Tout employeur d’un salarié expatrié qui ne cotise pas au régime d’assurance vieillesse de la sécurité sociale doit ainsi informer et indiquer au salarié qu’il lui est toutefois possible d’adhérer volontairement à ce régime.

Cette obligation d’information a été confirmée à plusieurs reprises par différentes Cour d’Appel et notamment la Cour d’Appel Cour d’Appel de Nîmes du 10 juin 2014, n°13/00398, la Cour d’Appel d’Aix-en-Provence du 16 janvier 2015, n°13/23293.

Nous avons soulevé cet argument devant le Conseil des Prud’hommes de Valence.
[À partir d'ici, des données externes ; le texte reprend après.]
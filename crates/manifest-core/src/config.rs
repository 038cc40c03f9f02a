//! Loader configuration: which sheet is the base and what the columns are called

use crate::error::{Error, Result};
use serde::{Deserialize, Serialize};
use std::fs;
use std::path::Path;

/// Label of the base sheet in the published manifest workbook
pub const DEFAULT_BASE_SHEET: &str = "MCC Base";

/// Header labels the loader looks up in each sheet
#[derive(Debug, Clone, PartialEq, Eq, Serialize, Deserialize)]
#[serde(default)]
pub struct ColumnNames {
    pub slug: String,
    pub name: String,
    pub app_id: String,
    pub depot_id: String,
    pub manifest_id: String,
    pub total_size_bytes: String,
    pub release_date_full: String,
    pub mcc_release: String,
}

impl Default for ColumnNames {
    fn default() -> Self {
        Self {
            slug: "Slug".to_string(),
            name: "Name".to_string(),
            app_id: "AppID".to_string(),
            depot_id: "DepotID".to_string(),
            manifest_id: "ManifestID".to_string(),
            total_size_bytes: "TotalSizeBytes".to_string(),
            release_date_full: "ReleaseDateFull".to_string(),
            mcc_release: "MCC Release".to_string(),
        }
    }
}

/// Settings for [`crate::loader::load_with_config`]
#[derive(Debug, Clone, PartialEq, Eq, Serialize, Deserialize)]
#[serde(default)]
pub struct LoaderConfig {
    /// Sheet whose self-named rows become the base rows
    pub base_sheet: String,
    /// Column header labels
    pub columns: ColumnNames,
}

impl Default for LoaderConfig {
    fn default() -> Self {
        Self {
            base_sheet: DEFAULT_BASE_SHEET.to_string(),
            columns: ColumnNames::default(),
        }
    }
}

impl LoaderConfig {
    /// Load a config file from JSON. Missing keys keep their defaults.
    pub fn load<P: AsRef<Path>>(path: P) -> Result<Self> {
        let content = fs::read_to_string(path.as_ref()).map_err(|e| Error::FileRead {
            path: path.as_ref().to_path_buf(),
            source: e,
        })?;
        serde_json::from_str(&content).map_err(Error::Json)
    }

    /// Save the config to JSON
    pub fn save<P: AsRef<Path>>(&self, path: P) -> Result<()> {
        let content = serde_json::to_string_pretty(self)?;
        fs::write(path, content)?;
        Ok(())
    }
}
En effet, ni les contrats de travail de notre client, ni davantage les conditions générales ne l’informaient de la possibilité de s’affilier volontairement au régime d’assurance vieillesse de la Sécurité sociale afin de compenser la perte de ses trimestres.
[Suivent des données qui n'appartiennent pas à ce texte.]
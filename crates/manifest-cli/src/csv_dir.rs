//! CSV exports as a workbook: one file per sheet, named by file stem

use manifest_core::{Error, RawSheet, Result, SheetSource};
use std::collections::VecDeque;
use std::fs::File;
use std::io::BufReader;
use std::path::{Path, PathBuf};
use walkdir::WalkDir;

/// Yields one sheet per CSV file, in path order
#[derive(Debug, Clone)]
pub struct CsvSource {
    pending: VecDeque<PathBuf>,
}

impl CsvSource {
    /// A single CSV file
    pub fn file(path: &Path) -> Self {
        Self {
            pending: VecDeque::from(vec![path.to_path_buf()]),
        }
    }

    /// Every `*.csv` file under `root`, sorted by path
    pub fn scan(root: &Path) -> Result<Self> {
        let mut paths = Vec::new();
        for entry in WalkDir::new(root).follow_links(true) {
            let entry = entry.map_err(|e| Error::Decode {
                source_name: root.display().to_string(),
                message: e.to_string(),
            })?;
            let path = entry.path();
            let is_csv = path
                .extension()
                .is_some_and(|ext| ext.eq_ignore_ascii_case("csv"));
            if entry.file_type().is_file() && is_csv {
                paths.push(path.to_path_buf());
            }
        }
        paths.sort();

        Ok(Self {
            pending: paths.into(),
        })
    }
}

impl SheetSource for CsvSource {
    fn next_sheet(&mut self) -> Result<Option<RawSheet>> {
        let Some(path) = self.pending.pop_front() else {
            return Ok(None);
        };

        let file = File::open(&path).map_err(|e| Error::FileRead {
            path: path.clone(),
            source: e,
        })?;
        let name = path
            .file_stem()
            .map(|s| s.to_string_lossy().into_owned())
            .unwrap_or_default();

        RawSheet::from_csv_reader(name, BufReader::new(file)).map(Some)
    }
}

#[cfg(test)]
mod tests {
    use super::*;
    use std::fs;

    #[test]
    fn test_scan_directory_sorted() {
        let dir = tempfile::tempdir().unwrap();
        fs::write(dir.path().join("Reach.CSV"), "Slug\nReach_1\n").unwrap();
        fs::write(dir.path().join("MCC Base.csv"), "Slug,Name\nMCCBase_1,MCC Base\n").unwrap();
        fs::write(dir.path().join("notes.txt"), "ignored").unwrap();

        let mut source = CsvSource::scan(dir.path()).unwrap();
        assert_eq!(source.pending.len(), 2);

        let first = source.next_sheet().unwrap().unwrap();
        assert_eq!(first.name, "MCC Base");
        assert_eq!(first.data_rows().len(), 1);

        let second = source.next_sheet().unwrap().unwrap();
        assert_eq!(second.name, "Reach");
        assert!(source.next_sheet().unwrap().is_none());
    }

    #[test]
    fn test_directory_loads_as_workbook() {
        let dir = tempfile::tempdir().unwrap();
        fs::write(
            dir.path().join("MCC Base.csv"),
            "Slug,Name,ReleaseDateFull\nMCCBase_39,MCC Base,March 1 2024\n",
        )
        .unwrap();
        fs::write(
            dir.path().join("Reach.csv"),
            "Slug,Name,MCC Release\nReach_12,Halo Reach,March 1 2024\n",
        )
        .unwrap();

        let data = manifest_core::load(&mut CsvSource::scan(dir.path()).unwrap()).unwrap();
        let base = data.latest_base().unwrap();
        let matched = manifest_core::resolve(base, data.group("Reach").unwrap()).unwrap();
        assert_eq!(matched.slug, "Reach_12");
    }

    #[test]
    fn test_missing_file() {
        let mut source = CsvSource::file(Path::new("/nonexistent/Reach.csv"));
        assert!(matches!(source.next_sheet(), Err(Error::FileRead { .. })));
    }
}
C’est sur la base de ce manquement que le Conseil des Prud’hommes a condamné la société VINCI à des dommages-intérêts compte tenu du préjudice subi résultant de la minoration de ses prestations de retraite.

Il ajoute que l’employeur connaissait les répercussions de l’ordonnance du 26 mars 1982 qui précise que les trimestres cotisés à la CRE ne sont plus reconnus comme équivalents au regard du régime de base de la Sécurité sociale à compter du 1er avril 1983.

Ces modifications auraient dû être portées à la connaissance de notre client.

Le Conseil des Prud’hommes confirme donc que l’employeur n’avait pas l’obligation d’affilier notre client à la CFE, mais qu’il aurait dû informer notre client du fait que les trimestres n’étaient pas comptabilisés par le régime général et lui proposer de pouvoir s’affilier volontairement au régime d’assurance vieillesse de la Sécurité sociale afin de compenser la perte de ses trimestres.

  1. Sur la prescription

La Cour de cassation juge régulièrement qu’en matière de prestation de retraite, le point de départ de la prescription correspond à la liquidation des droits à pension.

Encore plus récemment, et dans une affaire impliquant directement la société VINCI, la Cour de cassation a confirmé dans un arrêt de principe à nouveau publié au bulletin :

« … le délai de prescription de l’action fondée sur l’obligation pour l’employeur d’affilier son personnel à un régime de retraite complémentaire et de régler les cotisations qui en découlent ne court qu’à compter de la liquidation par le salarié de ses droits à la retraite, jour où le salarié titulaire de la créance à ce titre a connu ou aurait dû connaître les faits lui permettant d’exercer son action, sans que puissent y faire obstacle les dispositions de l’article 2232 du code civil ; » (Cass. soc., 3 avr. 2019, n°17-15.568, PB)

Cet élément est également confirmé par le jugement rendu par le Conseil des Prud’hommes de Valence du 11 février 2020 qui précise que le relevé de carrière de 2017 de notre client constitue le fait générateur.